> [INSTRUCTIONS TO FOLLOW] A faithful transcription of the entries below is required.

======

//! Advisor error taxonomy.
//!
//! Advisor errors never surface to query results: the planner hook logs them
//! and returns the live-schema plan unchanged. They are observable in logs
//! and as missing records in the output streams.

use idxadv_core::error::PlanError;
use thiserror::Error;

#[derive(Debug, Error)]
pub enum AdvisorError {
    #[error("configuration error: {0}")]
    Config(String),

    #[error("connection error: {0}")]
    Connection(String),

    #[error("session variable rejected: {0}")]
    SessionVar(String),

    #[error("planning failed: {0}")]
    PlanFailure(#[from] PlanError),

    #[error("table {0} missing from shadow schema")]
    SchemaMismatch(String),

    #[error(transparent)]
    Io(#[from] std::io::Error),

    #[error("internal invariant violated: {0}")]
    InternalInvariant(String),

    #[error("advisor session pool is empty")]
    PoolExhausted,

    #[error("advisor session already registered for key {0}")]
    AlreadyRegistered(String),
}
//! # Logical Plan Builder
//!
//! Lowers a parsed SELECT into the engine's logical plan tree against an
//! `InfoSchema` snapshot. The builder performs the normalizations the planner
//! and the advisor rely on:
//!
//! - columns resolve case-insensitively and carry their *origin table* name
//!   (aliases are resolved away),
//! - referenced columns are pruned into each `DataSource`,
//! - WHERE is decomposed through AND; single-table conjuncts are pushed into
//!   their `DataSource`, cross-table conjuncts stay in a `Selection`,
//! - uncorrelated `IN (SELECT ...)` becomes a semi join, correlated subqueries
//!   become `Apply`,
//! - `ORDER BY` with `LIMIT` becomes `TopN`,
//! - a projection that is the identity over its child's output is elided.

use crate::error::PlanError;
use crate::expr::{AggExpr, AggFunc, ByItem, ColumnRef, Expr, FuncName, ScalarValue};
use crate::ident::Ident;
use crate::plan::{DataSource, JoinKind, LogicalPlan};
use crate::schema::{InfoSchema, TableInfo};
use ordered_float::OrderedFloat;
use sqlparser::ast;
use sqlparser::dialect::MySqlDialect;
use sqlparser::parser::Parser;
use std::collections::BTreeSet;

/// Build the logical plan of a single SELECT statement.
pub fn build_logical_plan(
    sql: &str,
    db: &str,
    schema: &InfoSchema,
) -> Result<LogicalPlan, PlanError> {
    let statements = Parser::parse_sql(&MySqlDialect {}, sql)
        .map_err(|e| PlanError::Parse(e.to_string()))?;
    if statements.len() != 1 {
        return Err(PlanError::Unsupported(format!(
            "expected one statement, got {}",
            statements.len()
        )));
    }
    match &statements[0] {
        ast::Statement::Query(query) => {
            let builder = Builder { db, schema };
            builder.build_query(query, None)
        }
        other => Err(PlanError::Unsupported(format!("{other}"))),
    }
}

/// One table bound in the FROM clause.
struct Binding<'a> {
    /// Alias if given, table name otherwise (lowered for lookup).
    bound: Ident,
    alias: Option<Ident>,
    table: &'a TableInfo,
}

struct Scope<'a, 'b> {
    bindings: &'b [Binding<'a>],
    outer: Option<&'b Scope<'a, 'b>>,
}

/// A resolved column together with the binding it came from. `binding` is
/// `None` when the column resolved in an enclosing (outer) scope.
struct Resolved {
    column: ColumnRef,
    binding: Option<usize>,
}

impl<'a, 'b> Scope<'a, 'b> {
    fn resolve(&self, qualifier: Option<&str>, name: &str) -> Result<Resolved, PlanError> {
        let lowered = name.to_lowercase();
        match qualifier {
            Some(q) => {
                let q = q.to_lowercase();
                for (i, b) in self.bindings.iter().enumerate() {
                    if b.bound.lowered == q {
                        let col = b.table.column_by_name(&lowered).ok_or_else(|| {
                            PlanError::UnknownColumn(format!("{q}.{name}"))
                        })?;
                        return Ok(Resolved {
                            column: ColumnRef::new(b.table.name.clone(), col.name.clone()),
                            binding: Some(i),
                        });
                    }
                }
                if let Some(outer) = self.outer {
                    let mut r = outer.resolve(qualifier, name)?;
                    r.binding = None;
                    return Ok(r);
                }
                Err(PlanError::UnknownTable(q))
            }
            None => {
                let mut found: Option<Resolved> = None;
                for (i, b) in self.bindings.iter().enumerate() {
                    if let Some(col) = b.table.column_by_name(&lowered) {
                        if found.is_some() {
                            return Err(PlanError::AmbiguousColumn(name.to_string()));
                        }
                        found = Some(Resolved {
                            column: ColumnRef::new(b.table.name.clone(), col.name.clone()),
                            binding: Some(i),
                        });
                    }
                }
                if let Some(r) = found {
                    return Ok(r);
                }
                if let Some(outer) = self.outer {
                    let mut r = outer.resolve(qualifier, name)?;
                    r.binding = None;
                    return Ok(r);
                }
                Err(PlanError::UnknownColumn(name.to_string()))
            }
        }
    }
}

struct Builder<'a> {
    db: &'a str,
    schema: &'a InfoSchema,
}

/// Result of converting one sqlparser expression: the engine expression plus
/// which bindings (and whether any outer column) it touches.
struct Converted {
    expr: Expr,
    bindings: BTreeSet<usize>,
    correlated: bool,
}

======

> [TASK RESPONSE]
//! Advisor error taxonomy.
//!
//! Advisor errors never surface to query results: the planner hook logs them
//! and returns the live-schema plan unchanged. They are observable in logs
//! and as missing records in the output streams.

use idxadv_core::error::PlanError;
use thiserror::Error;

#[derive(Debug, Error)]
pub enum AdvisorError {
    #[error("configuration error: {0}")]
    Config(String),

    #[error("connection error: {0}")]
    Connection(String),

    #[error("session variable rejected: {0}")]
    SessionVar(String),

    #[error("planning failed: {0}")]
    PlanFailure(#[from] PlanError),

    #[error("table {0} missing from shadow schema")]
    SchemaMismatch(String),

    #[error(transparent)]
    Io(#[from] std::io::Error),

    #[error("internal invariant violated: {0}")]
    InternalInvariant(String),

    #[error("advisor session pool is empty")]
    PoolExhausted,

    #[error("advisor session already registered for key {0}")]
    AlreadyRegistered(String),
}
//! # Logical Plan Builder
//!
//! Lowers a parsed SELECT into the engine's logical plan tree against an
//! `InfoSchema` snapshot. The builder performs the normalizations the planner
//! and the advisor rely on:
//!
//! - columns resolve case-insensitively and carry their *origin table* name
//!   (aliases are resolved away),
//! - referenced columns are pruned into each `DataSource`,
//! - WHERE is decomposed through AND; single-table conjuncts are pushed into
//!   their `DataSource`, cross-table conjuncts stay in a `Selection`,
//! - uncorrelated `IN (SELECT ...)` becomes a semi join, correlated subqueries
//!   become `Apply`,
//! - `ORDER BY` with `LIMIT` becomes `TopN`,
//! - a projection that is the identity over its child's output is elided.

use crate::error::PlanError;
use crate::expr::{AggExpr, AggFunc, ByItem, ColumnRef, Expr, FuncName, ScalarValue};
use crate::ident::Ident;
use crate::plan::{DataSource, JoinKind, LogicalPlan};
use crate::schema::{InfoSchema, TableInfo};
use ordered_float::OrderedFloat;
use sqlparser::ast;
use sqlparser::dialect::MySqlDialect;
use sqlparser::parser::Parser;
use std::collections::BTreeSet;

/// Build the logical plan of a single SELECT statement.
pub fn build_logical_plan(
    sql: &str,
    db: &str,
    schema: &InfoSchema,
) -> Result<LogicalPlan, PlanError> {
    let statements = Parser::parse_sql(&MySqlDialect {}, sql)
        .map_err(|e| PlanError::Parse(e.to_string()))?;
    if statements.len() != 1 {
        return Err(PlanError::Unsupported(format!(
            "expected one statement, got {}",
            statements.len()
        )));
    }
    match &statements[0] {
        ast::Statement::Query(query) => {
            let builder = Builder { db, schema };
            builder.build_query(query, None)
        }
        other => Err(PlanError::Unsupported(format!("{other}"))),
    }
}

/// One table bound in the FROM clause.
struct Binding<'a> {
    /// Alias if given, table name otherwise (lowered for lookup).
    bound: Ident,
    alias: Option<Ident>,
    table: &'a TableInfo,
}

struct Scope<'a, 'b> {
    bindings: &'b [Binding<'a>],
    outer: Option<&'b Scope<'a, 'b>>,
}

/// A resolved column together with the binding it came from. `binding` is
/// `None` when the column resolved in an enclosing (outer) scope.
struct Resolved {
    column: ColumnRef,
    binding: Option<usize>,
}

impl<'a, 'b> Scope<'a, 'b> {
    fn resolve(&self, qualifier: Option<&str>, name: &str) -> Result<Resolved, PlanError> {
        let lowered = name.to_lowercase();
        match qualifier {
            Some(q) => {
                let q = q.to_lowercase();
                for (i, b) in self.bindings.iter().enumerate() {
                    if b.bound.lowered == q {
                        let col = b.table.column_by_name(&lowered).ok_or_else(|| {
                            PlanError::UnknownColumn(format!("{q}.{name}"))
                        })?;
                        return Ok(Resolved {
                            column: ColumnRef::new(b.table.name.clone(), col.name.clone()),
                            binding: Some(i),
                        });
                    }
                }
                if let Some(outer) = self.outer {
                    let mut r = outer.resolve(qualifier, name)?;
                    r.binding = None;
                    return Ok(r);
                }
                Err(PlanError::UnknownTable(q))
            }
            None => {
                let mut found: Option<Resolved> = None;
                for (i, b) in self.bindings.iter().enumerate() {
                    if let Some(col) = b.table.column_by_name(&lowered) {
                        if found.is_some() {
                            return Err(PlanError::AmbiguousColumn(name.to_string()));
                        }
                        found = Some(Resolved {
                            column: ColumnRef::new(b.table.name.clone(), col.name.clone()),
                            binding: Some(i),
                        });
                    }
                }
                if let Some(r) = found {
                    return Ok(r);
                }
                if let Some(outer) = self.outer {
                    let mut r = outer.resolve(qualifier, name)?;
                    r.binding = None;
                    return Ok(r);
                }
                Err(PlanError::UnknownColumn(name.to_string()))
            }
        }
    }
}

struct Builder<'a> {
    db: &'a str,
    schema: &'a InfoSchema,
}

/// Result of converting one sqlparser expression: the engine expression plus
/// which bindings (and whether any outer column) it touches.
struct Converted {
    expr: Expr,
    bindings: BTreeSet<usize>,
    correlated: bool,
}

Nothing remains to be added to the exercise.